use std::future::Future;

use anyhow::{Error, Result};
use chrono::{Datelike, Local, NaiveDate};
use tokio_cron_scheduler::{Job, JobScheduler};

use crate::{
    backfill, calculation,
    config::SETTINGS,
    declare::Quarter,
    logging,
    util::datetime::Weekend,
};

/// 啟動排程
pub async fn start() -> Result<JobScheduler> {
    let sched = JobScheduler::new().await?;
    run_cron(&sched).await?;
    logging::info_file_async("排程已啟動".to_string());

    Ok(sched)
}

async fn run_cron(sched: &JobScheduler) -> Result<()> {
    //                 sec  min  hour  day-of-month  month  day-of-week
    // UTC 時間，台北時間再減八小時
    let jobs = vec![
        // 15:00 收盤行情
        create_job("0 0 7 * * *", quote),
        // 16:30 三大法人買賣超
        create_job("0 30 8 * * *", institutional),
        // 17:00 融資融券餘額
        create_job("0 0 9 * * *", credit),
        // 17:30 融券借券賣出餘額
        create_job("0 30 9 * * *", ticket),
        // 18:00 估值指標
        create_job("0 0 10 * * *", valuation),
        // 18:30 技術指標（依賴當日收盤行情已入庫）
        create_job("0 30 10 * * *", indicator),
        // 19:00 季度財報
        create_job("0 0 11 * * *", financial_statement),
        // 每小時新聞
        create_job("0 0 * * * *", news),
    ];

    // cron 表達式寫錯必須在啟動時失敗，不能默默少排一個工作
    for job in jobs {
        sched.add(job?).await?;
    }

    sched.start().await?;

    Ok(())
}

fn create_job<F, Fut>(cron_expr: &'static str, task: F) -> Result<Job>
where
    F: Fn() -> Fut + Clone + Send + Sync + 'static,
    Fut: Future<Output = Result<(), Error>> + Send,
{
    Ok(Job::new_async(cron_expr, move |_uuid, _l| {
        let task = task.clone();
        Box::pin(async move {
            if let Err(why) = task().await {
                logging::error_file_async(format!(
                    "Failed to execute task({}) because {:?}",
                    cron_expr, why
                ));
            }
        })
    })?)
}

/// 非週末才回傳當天日期
fn trading_day() -> Option<NaiveDate> {
    let now = Local::now();
    if now.is_weekend() {
        return None;
    }

    Some(now.date_naive())
}

async fn quote() -> Result<()> {
    if let Some(date) = trading_day() {
        let count = backfill::quote::execute(date).await?;
        logging::info_file_async(format!("{} 收盤行情回補完成 count:{}", date, count));
    }

    Ok(())
}

async fn institutional() -> Result<()> {
    if let Some(date) = trading_day() {
        let count = backfill::institutional::execute(date).await?;
        logging::info_file_async(format!("{} 三大法人回補完成 count:{}", date, count));
    }

    Ok(())
}

async fn credit() -> Result<()> {
    if let Some(date) = trading_day() {
        let count = backfill::credit::execute(date).await?;
        logging::info_file_async(format!("{} 融資融券回補完成 count:{}", date, count));
    }

    Ok(())
}

async fn ticket() -> Result<()> {
    if let Some(date) = trading_day() {
        let count = backfill::ticket::execute(date).await?;
        logging::info_file_async(format!("{} 融券借券回補完成 count:{}", date, count));
    }

    Ok(())
}

async fn valuation() -> Result<()> {
    if let Some(date) = trading_day() {
        let count = backfill::valuation::execute(date).await?;
        logging::info_file_async(format!("{} 估值指標回補完成 count:{}", date, count));
    }

    Ok(())
}

async fn indicator() -> Result<()> {
    if let Some(date) = trading_day() {
        let count = calculation::execute(date).await?;
        logging::info_file_async(format!("{} 技術指標計算完成 count:{}", date, count));
    }

    Ok(())
}

/// 設定檔內列出要收錄的季度（以季底日期表示），
/// 逐一檢查已過季底且尚未入庫的季度
async fn financial_statement() -> Result<()> {
    let today = Local::now().date_naive();

    for report_date in SETTINGS.finance.report_dates.iter() {
        let quarter_end = match NaiveDate::parse_from_str(report_date, "%Y-%m-%d") {
            Ok(date) => date,
            Err(why) => {
                logging::warn_file_async(format!(
                    "無法解析 finance.report_dates:{} ({:?})",
                    report_date, why
                ));
                continue;
            }
        };
        if quarter_end >= today {
            continue;
        }
        let quarter = match Quarter::from_month(quarter_end.month()) {
            Some(q) => q,
            None => continue,
        };

        let count =
            backfill::financial_statement::execute(quarter_end.year(), quarter).await?;
        if count > 0 {
            logging::info_file_async(format!(
                "{} {} 財報回補完成 count:{}",
                quarter_end.year(),
                quarter.name(),
                count
            ));
        }
    }

    Ok(())
}

async fn news() -> Result<()> {
    let count = backfill::news::execute().await?;
    if count > 0 {
        logging::info_file_async(format!("新聞回補完成 count:{}", count));
    }

    Ok(())
}

#[cfg(test)]
mod tests {
    use super::*;

    #[test]
    fn create_job_should_reject_invalid_cron() {
        assert!(create_job("這不是 cron", news).is_err());
    }

    #[test]
    fn create_job_should_accept_valid_cron() {
        assert!(create_job("0 0 7 * * *", news).is_ok());
    }
}
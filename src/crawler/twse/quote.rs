use std::path::Path;

use anyhow::Result;
use chrono::{Local, NaiveDate};
use rust_decimal::Decimal;

use crate::{
    config::SETTINGS,
    database::table::daily_quote::DailyQuote,
    declare::StockExchange,
    logging, util,
    util::text::{is_security_code, parse_decimal, split_csv_line},
};

/// 抓取上市「每日收盤行情」，來源為 Big5 編碼的 CSV
pub async fn visit(date: NaiveDate) -> Result<Vec<DailyQuote>> {
    let date_str = date.format("%Y%m%d").to_string();
    let url = SETTINGS.twse.url_template.replace("{date}", &date_str);
    let text = util::http::get_use_big5(&url).await?;

    // 休市日回應只有一行訊息，內容很短
    if text.len() < 200 || text.contains("很抱歉，沒有符合條件的資料") {
        logging::info_file_async(format!("{} 上市無收盤行情（休市）", date));
        return Ok(Vec::new());
    }

    let raw_dir = Path::new(&SETTINGS.paths.raw_data).join("twse");
    if let Err(why) = util::save_raw(&raw_dir, &format!("quote_{}.csv", date_str), &text) {
        logging::warn_file_async(format!("保存上市收盤行情原始檔失敗 ({:?})", why));
    }

    Ok(parse(&text, date))
}

/// 收盤行情個股列的欄位：
/// 0:證券代號 1:證券名稱 2:成交股數 3:成交筆數 4:成交金額
/// 5:開盤價 6:最高價 7:最低價 8:收盤價 9:漲跌(+/-) 10:漲跌價差
fn parse(text: &str, date: NaiveDate) -> Vec<DailyQuote> {
    let mut quotes = Vec::with_capacity(2048);

    for line in text.lines() {
        let fields = split_csv_line(line);
        if fields.len() < 11 || !is_security_code(&fields[0]) {
            continue;
        }

        let opening_price = parse_decimal(&fields[5], None).unwrap_or_default();
        let highest_price = parse_decimal(&fields[6], None).unwrap_or_default();
        let lowest_price = parse_decimal(&fields[7], None).unwrap_or_default();
        let closing_price = parse_decimal(&fields[8], None).unwrap_or_default();
        // 全日無成交的個股四個價位都是 "--"，直接略過
        if opening_price.is_zero()
            && highest_price.is_zero()
            && lowest_price.is_zero()
            && closing_price.is_zero()
        {
            continue;
        }

        let mut change = parse_decimal(&fields[10], None).unwrap_or_default();
        if fields[9].contains('-') {
            change = -change;
        }

        quotes.push(DailyQuote {
            date,
            stock_symbol: fields[0].to_string(),
            name: fields[1].to_string(),
            opening_price,
            highest_price,
            lowest_price,
            closing_price,
            change,
            change_range: Decimal::ZERO,
            trading_volume: parse_decimal(&fields[2], None).unwrap_or_default(),
            trade_value: parse_decimal(&fields[4], None).unwrap_or_default(),
            transaction: parse_decimal(&fields[3], None).unwrap_or_default(),
            exchange_id: StockExchange::TWSE.serial_number(),
            create_time: Local::now(),
        });
    }

    quotes
}

#[cfg(test)]
mod tests {
    use rust_decimal_macros::dec;

    use super::*;

    const CSV: &str = r#""114年05月08日 每日收盤行情(全部(不含權證、牛熊證))"
"證券代號","證券名稱","成交股數","成交筆數","成交金額","開盤價","最高價","最低價","收盤價","漲跌(+/-)","漲跌價差","最後揭示買價","最後揭示買量","最後揭示賣價","最後揭示賣量","本益比",
"2330","台積電","33,817,924","45,167","31,786,176,069","945.00","948.00","935.00","941.00","+","16.00","941.00","1,262","942.00","207","25.11",
"2331","精英","1,202,542","823","27,811,554","23.10","23.35","22.95","23.10","-","0.05","23.05","10","23.10","38","10.60",
"9999","無成交","0","0","0","--","--","--","--"," ","0.00","--","0","--","0","0.00",
"合計","","","","","","","","","","","","","","","",
"#;

    #[test]
    fn parse_should_work() {
        let date = NaiveDate::from_ymd_opt(2025, 5, 8).unwrap();
        let quotes = parse(CSV, date);
        assert_eq!(quotes.len(), 2);

        let tsmc = &quotes[0];
        assert_eq!(tsmc.stock_symbol, "2330");
        assert_eq!(tsmc.closing_price, dec!(941));
        assert_eq!(tsmc.change, dec!(16));
        assert_eq!(tsmc.trading_volume, dec!(33817924));
        assert_eq!(tsmc.transaction, dec!(45167));

        let elite = &quotes[1];
        assert_eq!(elite.stock_symbol, "2331");
        assert_eq!(elite.change, dec!(-0.05));
    }

    #[tokio::test]
    #[ignore]
    async fn visit_should_work() {
        dotenv::dotenv().ok();
        logging::debug_file_async("開始 twse::quote::visit".to_string());
        let date = NaiveDate::from_ymd_opt(2025, 5, 8).unwrap();
        match visit(date).await {
            Ok(quotes) => {
                logging::debug_file_async(format!("quotes:{:#?}", quotes.first()));
            }
            Err(why) => {
                logging::debug_file_async(format!("Failed to visit because {:?}", why));
            }
        }
        logging::debug_file_async("結束 twse::quote::visit".to_string());
    }
}
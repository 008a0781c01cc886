use reqwest::header::{HeaderMap, HeaderValue, ACCEPT, REFERER};

/// 信用交易餘額
pub mod credit;
/// 三大法人買賣超
pub mod institutional;
/// 每日收盤行情
pub mod quote;
/// 融券借券賣出餘額
pub mod ticket;
/// 個股殖利率、本益比、股價淨值比
pub mod valuation;

pub const HOST: &str = "www.twse.com.tw";

pub(super) fn build_headers() -> HeaderMap {
    let mut headers = HeaderMap::new();
    headers.insert(
        ACCEPT,
        HeaderValue::from_static("text/html,application/xhtml+xml,application/xml;q=0.9,*/*;q=0.8"),
    );
    if let Ok(referer) = HeaderValue::from_str(&format!("https://{}/zh/", HOST)) {
        headers.insert(REFERER, referer);
    }
    headers
}
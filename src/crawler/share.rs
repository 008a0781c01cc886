use chrono::{Local, NaiveDate};
use scraper::{Html, Selector};

use crate::{
    database::table::ticket::Ticket,
    declare::StockExchange,
    util::text::{is_security_code, parse_i64},
};

/// 解析融券借券賣出餘額的 HTML 表格，上市與上櫃的欄位配置相同：
/// 0:代號 1:名稱 2~6:融券(前日餘額/賣出/買進/現券償還/當日餘額) 7:限額
/// 8~12:借券(前日餘額/當日賣出/當日還券/當日調整/當日餘額)
pub(crate) fn parse_ticket_table(
    text: &str,
    date: NaiveDate,
    exchange: StockExchange,
) -> Vec<Ticket> {
    let document = Html::parse_document(text);
    let selector = match Selector::parse("table tr") {
        Ok(s) => s,
        Err(_) => return Vec::new(),
    };
    let td = match Selector::parse("td") {
        Ok(s) => s,
        Err(_) => return Vec::new(),
    };

    let mut result = Vec::with_capacity(1024);
    for tr in document.select(&selector) {
        let cells: Vec<String> = tr
            .select(&td)
            .map(|c| c.text().collect::<String>().trim().to_string())
            .collect();
        if cells.len() < 13 || !is_security_code(&cells[0]) {
            continue;
        }

        result.push(Ticket {
            date,
            stock_symbol: cells[0].to_string(),
            name: cells[1].to_string(),
            short_sale_balance: parse_i64(&cells[6], None).unwrap_or_default(),
            borrow_balance: parse_i64(&cells[12], None).unwrap_or_default(),
            exchange_id: exchange.serial_number(),
            create_time: Local::now(),
        });
    }

    result
}

#[cfg(test)]
mod tests {
    use super::*;

    const TICKET_HTML: &str = r#"
    <html><body><table>
      <tr><th>股票代號</th><th>股票名稱</th></tr>
      <tr>
        <td>2330</td><td>台積電</td>
        <td>1,000</td><td>200</td><td>100</td><td>0</td><td>1,100</td><td>999,999</td>
        <td>5,000</td><td>300</td><td>100</td><td>0</td><td>5,200</td><td>999,999</td>
      </tr>
      <tr><td>合計</td><td></td><td>1,000</td></tr>
    </table></body></html>"#;

    #[test]
    fn parse_ticket_table_should_work() {
        let date = NaiveDate::from_ymd_opt(2025, 5, 8).unwrap();
        let tickets = parse_ticket_table(TICKET_HTML, date, StockExchange::TWSE);
        assert_eq!(tickets.len(), 1);
        let t = &tickets[0];
        assert_eq!(t.stock_symbol, "2330");
        assert_eq!(t.name, "台積電");
        assert_eq!(t.short_sale_balance, 1100);
        assert_eq!(t.borrow_balance, 5200);
        assert_eq!(t.exchange_id, StockExchange::TWSE.serial_number());
    }
}
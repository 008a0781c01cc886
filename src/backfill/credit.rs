use anyhow::Result;
use chrono::NaiveDate;

use crate::{crawler, database::table::credit::Credit, logging};

/// 回補指定日期上市與上櫃的融資融券餘額
pub async fn execute(date: NaiveDate) -> Result<usize> {
    let (twse, tpex) = tokio::join!(
        crawler::twse::credit::visit(date),
        crawler::tpex::credit::visit(date)
    );

    let mut rows = Vec::with_capacity(4096);
    for result in [twse, tpex] {
        match result {
            Ok(mut r) => rows.append(&mut r),
            Err(why) => {
                logging::error_file_async(format!("融資融券餘額抓取失敗 ({:?})", why));
            }
        }
    }

    if rows.is_empty() {
        logging::info_file_async(format!("{} 沒有融資融券餘額可回補", date));
        return Ok(0);
    }

    Credit::delete_by_date(date).await?;
    let count = Credit::copy_in_raw(&rows).await?;

    Ok(count as usize)
}

#[cfg(test)]
mod tests {
    use super::*;

    #[tokio::test]
    #[ignore]
    async fn execute_should_work() {
        dotenv::dotenv().ok();
        logging::debug_file_async("開始 backfill::credit::execute".to_string());
        let date = NaiveDate::from_ymd_opt(2025, 5, 8).unwrap();
        match execute(date).await {
            Ok(count) => {
                logging::debug_file_async(format!("count:{}", count));
            }
            Err(why) => {
                logging::debug_file_async(format!("Failed to execute because {:?}", why));
            }
        }
        logging::debug_file_async("結束 backfill::credit::execute".to_string());
    }
}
+ + + +
HOW TO COMPLETE THIS TASK: Note every line above where the string "util" shows up, and copy those lines.

SOLUTION TO THIS TASK:
    util::datetime::Weekend,
    logging, util,
    util::text::{is_security_code, parse_decimal, split_csv_line},
    let text = util::http::get_use_big5(&url).await?;
    if let Err(why) = util::save_raw(&raw_dir, &format!("quote_{}.csv", date_str), &text) {
    util::text::{is_security_code, parse_i64},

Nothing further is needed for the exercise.